-- Opening Marker --

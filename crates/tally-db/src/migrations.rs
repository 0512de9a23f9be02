//! # Database Migrations
//!
//! Embedded SQL migrations for the Tally ledger.
//!
//! ## How Migrations Work
//! ```text
//! ┌─────────────────────────────────────────────────────────────────────────┐
//! │                      Migration Process                                  │
//! │                                                                         │
//! │  Server Startup                                                        │
//! │       │                                                                 │
//! │       ▼                                                                 │
//! │  Check _sqlx_migrations table                                          │
//! │       │                                                                 │
//! │       ├── Table doesn't exist? Create it                               │
//! │       │                                                                 │
//! │       ▼                                                                 │
//! │  Compare embedded migrations vs applied                                │
//! │       │                                                                 │
//! │       └── 001_initial_schema.sql  (products, customers, sales, ...)    │
//! │       │                                                                 │
//! │       ▼                                                                 │
//! │  Run pending migrations in order, record in _sqlx_migrations           │
//! └─────────────────────────────────────────────────────────────────────────┘
//! ```
//!
//! ## Adding New Migrations
//!
//! 1. Create a new file in `migrations/sqlite/` with the next sequence number
//! 2. Name format: `NNN_description.sql` (e.g., `002_add_categories.sql`)
//! 3. **NEVER** modify existing migrations - always add new ones

use sqlx::SqlitePool;
use tracing::info;

use crate::error::DbResult;

/// Embedded migrations from the `migrations/sqlite` directory.
static MIGRATOR: sqlx::migrate::Migrator = sqlx::migrate!("../../migrations/sqlite");

/// Runs all pending database migrations.
///
/// Idempotent, and each migration runs in its own transaction.
pub async fn run_migrations(pool: &SqlitePool) -> DbResult<()> {
    info!("Checking for pending migrations");

    MIGRATOR.run(pool).await?;

    info!("All migrations applied successfully");
    Ok(())
}

/// Returns `(total_migrations, applied_migrations)` for diagnostics.
pub async fn migration_status(pool: &SqlitePool) -> DbResult<(usize, usize)> {
    let total = MIGRATOR.migrations.len();

    let applied: i64 =
        sqlx::query_scalar("SELECT COUNT(*) FROM _sqlx_migrations WHERE success = 1")
            .fetch_one(pool)
            .await?;

    Ok((total, applied as usize))
}

#[cfg(test)]
mod tests {
    use crate::{Database, DbConfig};

    #[tokio::test]
    async fn test_all_migrations_applied() {
        let db = Database::new(DbConfig::in_memory()).await.unwrap();
        let (total, applied) = super::migration_status(db.pool()).await.unwrap();

        assert!(total >= 1);
        assert_eq!(total, applied);
    }
}
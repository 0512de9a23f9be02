//! # Purchase Handlers

use axum::extract::rejection::JsonRejection;
use axum::extract::State;
use axum::http::StatusCode;
use axum::Json;

use crate::auth::ActingUser;
use crate::error::ApiResult;
use crate::state::AppState;
use tally_core::{NewPurchase, Purchase};

/// `POST /api/purchases`
pub async fn create(
    State(state): State<AppState>,
    user: ActingUser,
    payload: Result<Json<NewPurchase>, JsonRejection>,
) -> ApiResult<(StatusCode, Json<Purchase>)> {
    let Json(input) = payload?;

    let purchase = state
        .db
        .purchases()
        .create_purchase(&input, &user.id)
        .await?;

    Ok((StatusCode::CREATED, Json(purchase)))
}
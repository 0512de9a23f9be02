use tally_db::{Database, DbConfig};
use tally_server::{app, init_tracing, AppState, ServerConfig};
use tracing::info;

#[tokio::main]
async fn main() -> Result<(), Box<dyn std::error::Error>> {
    init_tracing();

    let config = ServerConfig::load()?;
    info!(
        bind = %config.bind_addr,
        db = %config.db_path.display(),
        stock_floor = %config.policy.stock_floor,
        overpayment = %config.policy.overpayment,
        allow_price_override = config.policy.allow_price_override,
        "Configuration loaded"
    );

    let db = Database::new(
        DbConfig::new(&config.db_path).max_connections(config.db_max_connections),
    )
    .await?;
    info!("Database ready");

    let state = AppState::new(db.clone(), config.policy, config.store_name.clone());

    let listener = tokio::net::TcpListener::bind(config.bind_addr).await?;
    info!(addr = %config.bind_addr, store = %config.store_name, "Listening");

    axum::serve(listener, app(state))
        .with_graceful_shutdown(shutdown_signal())
        .await?;

    db.close().await;
    info!("Server shutdown complete");
    Ok(())
}

/// Graceful shutdown signal handler.
async fn shutdown_signal() {
    let ctrl_c = async {
        tokio::signal::ctrl_c()
            .await
            .expect("Failed to install Ctrl+C handler");
    };

    #[cfg(unix)]
    let terminate = async {
        tokio::signal::unix::signal(tokio::signal::unix::SignalKind::terminate())
            .expect("Failed to install signal handler")
            .recv()
            .await;
    };

    #[cfg(not(unix))]
    let terminate = std::future::pending::<()>();

    tokio::select! {
        _ = ctrl_c => {},
        _ = terminate => {},
    }

    info!("Shutdown signal received, starting graceful shutdown...");
}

-- Closing Marker --

▶ _ASSIGNMENT_
Restating every entry above word for word is the whole task.

▶ _TASK OUTPUT_
filename crates/tally-db/src/migrations.rs
repository 0512de9a23f9be02
//! # Database Migrations
//!
//! Embedded SQL migrations for the Tally ledger.
//!
//! ## How Migrations Work
//! ```text
//! ┌─────────────────────────────────────────────────────────────────────────┐
//! │                      Migration Process                                  │
//! │                                                                         │
//! │  Server Startup                                                        │
//! │       │                                                                 │
//! │       ▼                                                                 │
//! │  Check _sqlx_migrations table                                          │
//! │       │                                                                 │
//! │       ├── Table doesn't exist? Create it                               │
//! │       │                                                                 │
//! │       ▼                                                                 │
//! │  Compare embedded migrations vs applied                                │
//! │       │                                                                 │
//! │       └── 001_initial_schema.sql  (products, customers, sales, ...)    │
//! │       │                                                                 │
//! │       ▼                                                                 │
//! │  Run pending migrations in order, record in _sqlx_migrations           │
//! └─────────────────────────────────────────────────────────────────────────┘
//! ```
//!
//! ## Adding New Migrations
//!
//! 1. Create a new file in `migrations/sqlite/` with the next sequence number
//! 2. Name format: `NNN_description.sql` (e.g., `002_add_categories.sql`)
//! 3. **NEVER** modify existing migrations - always add new ones

use sqlx::SqlitePool;
use tracing::info;

use crate::error::DbResult;

/// Embedded migrations from the `migrations/sqlite` directory.
static MIGRATOR: sqlx::migrate::Migrator = sqlx::migrate!("../../migrations/sqlite");

/// Runs all pending database migrations.
///
/// Idempotent, and each migration runs in its own transaction.
pub async fn run_migrations(pool: &SqlitePool) -> DbResult<()> {
    info!("Checking for pending migrations");

    MIGRATOR.run(pool).await?;

    info!("All migrations applied successfully");
    Ok(())
}

/// Returns `(total_migrations, applied_migrations)` for diagnostics.
pub async fn migration_status(pool: &SqlitePool) -> DbResult<(usize, usize)> {
    let total = MIGRATOR.migrations.len();

    let applied: i64 =
        sqlx::query_scalar("SELECT COUNT(*) FROM _sqlx_migrations WHERE success = 1")
            .fetch_one(pool)
            .await?;

    Ok((total, applied as usize))
}

#[cfg(test)]
mod tests {
    use crate::{Database, DbConfig};

    #[tokio::test]
    async fn test_all_migrations_applied() {
        let db = Database::new(DbConfig::in_memory()).await.unwrap();
        let (total, applied) = super::migration_status(db.pool()).await.unwrap();

        assert!(total >= 1);
        assert_eq!(total, applied);
    }
}
repository 0512de9a23f9be02
//! # Purchase Handlers

use axum::extract::rejection::JsonRejection;
use axum::extract::State;
use axum::http::StatusCode;
use axum::Json;

use crate::auth::ActingUser;
use crate::error::ApiResult;
use crate::state::AppState;
use tally_core::{NewPurchase, Purchase};

/// `POST /api/purchases`
pub async fn create(
    State(state): State<AppState>,
    user: ActingUser,
    payload: Result<Json<NewPurchase>, JsonRejection>,
) -> ApiResult<(StatusCode, Json<Purchase>)> {
    let Json(input) = payload?;

    let purchase = state
        .db
        .purchases()
        .create_purchase(&input, &user.id)
        .await?;

    Ok((StatusCode::CREATED, Json(purchase)))
}
repository 0512de9a23f9be02
use tally_db::{Database, DbConfig};
use tally_server::{app, init_tracing, AppState, ServerConfig};
use tracing::info;

#[tokio::main]
async fn main() -> Result<(), Box<dyn std::error::Error>> {
    init_tracing();

    let config = ServerConfig::load()?;
    info!(
        bind = %config.bind_addr,
        db = %config.db_path.display(),
        stock_floor = %config.policy.stock_floor,
        overpayment = %config.policy.overpayment,
        allow_price_override = config.policy.allow_price_override,
        "Configuration loaded"
    );

    let db = Database::new(
        DbConfig::new(&config.db_path).max_connections(config.db_max_connections),
    )
    .await?;
    info!("Database ready");

    let state = AppState::new(db.clone(), config.policy, config.store_name.clone());

    let listener = tokio::net::TcpListener::bind(config.bind_addr).await?;
    info!(addr = %config.bind_addr, store = %config.store_name, "Listening");

    axum::serve(listener, app(state))
        .with_graceful_shutdown(shutdown_signal())
        .await?;

    db.close().await;
    info!("Server shutdown complete");
    Ok(())
}

/// Graceful shutdown signal handler.
async fn shutdown_signal() {
    let ctrl_c = async {
        tokio::signal::ctrl_c()
            .await
            .expect("Failed to install Ctrl+C handler");
    };

    #[cfg(unix)]
    let terminate = async {
        tokio::signal::unix::signal(tokio::signal::unix::SignalKind::terminate())
            .expect("Failed to install signal handler")
            .recv()
            .await;
    };

    #[cfg(not(unix))]
    let terminate = std::future::pending::<()>();

    tokio::select! {
        _ = ctrl_c => {},
        _ = terminate => {},
    }

    info!("Shutdown signal received, starting graceful shutdown...");
}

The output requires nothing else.